What you have to do: In the entries below, find each line with the string "false" and copy it.

(Collected data)
◆ ◆ ◆

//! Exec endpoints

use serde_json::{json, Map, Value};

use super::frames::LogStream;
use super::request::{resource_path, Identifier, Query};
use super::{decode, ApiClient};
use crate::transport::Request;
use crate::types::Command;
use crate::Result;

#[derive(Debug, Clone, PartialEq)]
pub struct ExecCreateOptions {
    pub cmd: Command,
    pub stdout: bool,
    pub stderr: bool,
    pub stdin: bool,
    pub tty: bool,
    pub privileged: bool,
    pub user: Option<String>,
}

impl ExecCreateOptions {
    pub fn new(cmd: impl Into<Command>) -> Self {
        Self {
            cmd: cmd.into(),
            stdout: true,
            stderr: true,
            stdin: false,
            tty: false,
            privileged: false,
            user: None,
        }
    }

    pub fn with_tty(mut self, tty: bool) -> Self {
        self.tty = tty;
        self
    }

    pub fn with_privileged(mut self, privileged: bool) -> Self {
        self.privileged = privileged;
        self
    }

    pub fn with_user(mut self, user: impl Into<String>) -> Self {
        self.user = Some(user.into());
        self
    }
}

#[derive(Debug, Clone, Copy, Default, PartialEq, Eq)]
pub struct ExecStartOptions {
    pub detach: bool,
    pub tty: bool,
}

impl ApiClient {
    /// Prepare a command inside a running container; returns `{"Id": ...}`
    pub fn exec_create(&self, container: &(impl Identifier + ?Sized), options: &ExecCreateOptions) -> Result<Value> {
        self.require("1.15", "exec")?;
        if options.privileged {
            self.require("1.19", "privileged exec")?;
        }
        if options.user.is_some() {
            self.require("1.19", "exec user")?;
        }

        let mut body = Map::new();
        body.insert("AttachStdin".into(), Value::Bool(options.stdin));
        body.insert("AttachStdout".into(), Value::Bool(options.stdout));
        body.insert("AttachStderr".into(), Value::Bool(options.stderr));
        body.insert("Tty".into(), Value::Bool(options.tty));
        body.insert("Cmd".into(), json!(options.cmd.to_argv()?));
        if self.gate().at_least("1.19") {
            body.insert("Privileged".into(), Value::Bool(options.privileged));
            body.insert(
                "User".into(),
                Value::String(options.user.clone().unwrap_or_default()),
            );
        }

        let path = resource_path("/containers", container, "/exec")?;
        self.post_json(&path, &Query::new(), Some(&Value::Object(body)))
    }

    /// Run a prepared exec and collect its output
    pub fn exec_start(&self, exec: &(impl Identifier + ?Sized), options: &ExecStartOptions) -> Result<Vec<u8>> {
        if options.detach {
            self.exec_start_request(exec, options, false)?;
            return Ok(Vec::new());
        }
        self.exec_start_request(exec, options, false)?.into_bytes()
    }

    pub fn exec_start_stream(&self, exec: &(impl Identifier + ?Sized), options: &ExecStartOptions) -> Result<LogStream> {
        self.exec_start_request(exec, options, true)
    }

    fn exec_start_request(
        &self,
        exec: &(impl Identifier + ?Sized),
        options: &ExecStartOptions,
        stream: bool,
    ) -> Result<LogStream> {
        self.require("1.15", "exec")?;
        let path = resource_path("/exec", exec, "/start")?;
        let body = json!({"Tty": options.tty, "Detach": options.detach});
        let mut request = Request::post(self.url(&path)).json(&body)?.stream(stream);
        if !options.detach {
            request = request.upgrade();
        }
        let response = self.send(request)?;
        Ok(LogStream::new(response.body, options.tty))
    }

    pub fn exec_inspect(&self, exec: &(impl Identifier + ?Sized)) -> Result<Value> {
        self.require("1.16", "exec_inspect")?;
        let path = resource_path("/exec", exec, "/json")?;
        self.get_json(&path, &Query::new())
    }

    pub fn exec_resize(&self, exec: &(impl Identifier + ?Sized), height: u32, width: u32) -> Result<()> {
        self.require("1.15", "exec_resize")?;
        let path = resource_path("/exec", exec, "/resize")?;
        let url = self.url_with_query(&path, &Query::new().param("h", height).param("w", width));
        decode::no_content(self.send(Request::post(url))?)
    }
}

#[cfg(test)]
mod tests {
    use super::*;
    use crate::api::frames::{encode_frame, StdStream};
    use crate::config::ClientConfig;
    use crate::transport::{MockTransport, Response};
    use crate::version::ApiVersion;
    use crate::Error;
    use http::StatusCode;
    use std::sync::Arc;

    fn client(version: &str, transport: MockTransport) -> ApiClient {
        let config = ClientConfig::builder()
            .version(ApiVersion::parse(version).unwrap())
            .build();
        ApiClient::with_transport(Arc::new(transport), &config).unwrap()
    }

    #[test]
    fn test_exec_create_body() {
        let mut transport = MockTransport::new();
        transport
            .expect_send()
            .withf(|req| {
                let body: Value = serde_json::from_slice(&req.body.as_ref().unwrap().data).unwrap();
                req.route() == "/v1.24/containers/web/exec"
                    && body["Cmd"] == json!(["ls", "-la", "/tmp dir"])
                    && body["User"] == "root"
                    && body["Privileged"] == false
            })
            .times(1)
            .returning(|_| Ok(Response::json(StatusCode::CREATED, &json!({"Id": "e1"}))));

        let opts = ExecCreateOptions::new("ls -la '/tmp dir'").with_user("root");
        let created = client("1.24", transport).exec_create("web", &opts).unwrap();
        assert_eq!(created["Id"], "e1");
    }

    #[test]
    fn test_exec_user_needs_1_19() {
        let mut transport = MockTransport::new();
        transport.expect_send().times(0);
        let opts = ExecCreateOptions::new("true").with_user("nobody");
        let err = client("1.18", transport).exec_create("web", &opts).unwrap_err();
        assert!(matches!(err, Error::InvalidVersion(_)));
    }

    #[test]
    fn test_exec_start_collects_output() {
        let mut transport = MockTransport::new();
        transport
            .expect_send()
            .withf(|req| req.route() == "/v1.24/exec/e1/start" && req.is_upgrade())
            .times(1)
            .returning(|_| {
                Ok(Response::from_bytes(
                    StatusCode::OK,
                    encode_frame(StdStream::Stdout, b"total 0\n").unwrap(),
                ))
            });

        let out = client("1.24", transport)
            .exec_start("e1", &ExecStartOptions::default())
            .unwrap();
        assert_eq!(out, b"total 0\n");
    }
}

◆ ◆ ◆

Task output:
            stdin: false,
            tty: false,
            privileged: false,
            self.exec_start_request(exec, options, false)?;
        self.exec_start_request(exec, options, false)?.into_bytes()
                    && body["Privileged"] == false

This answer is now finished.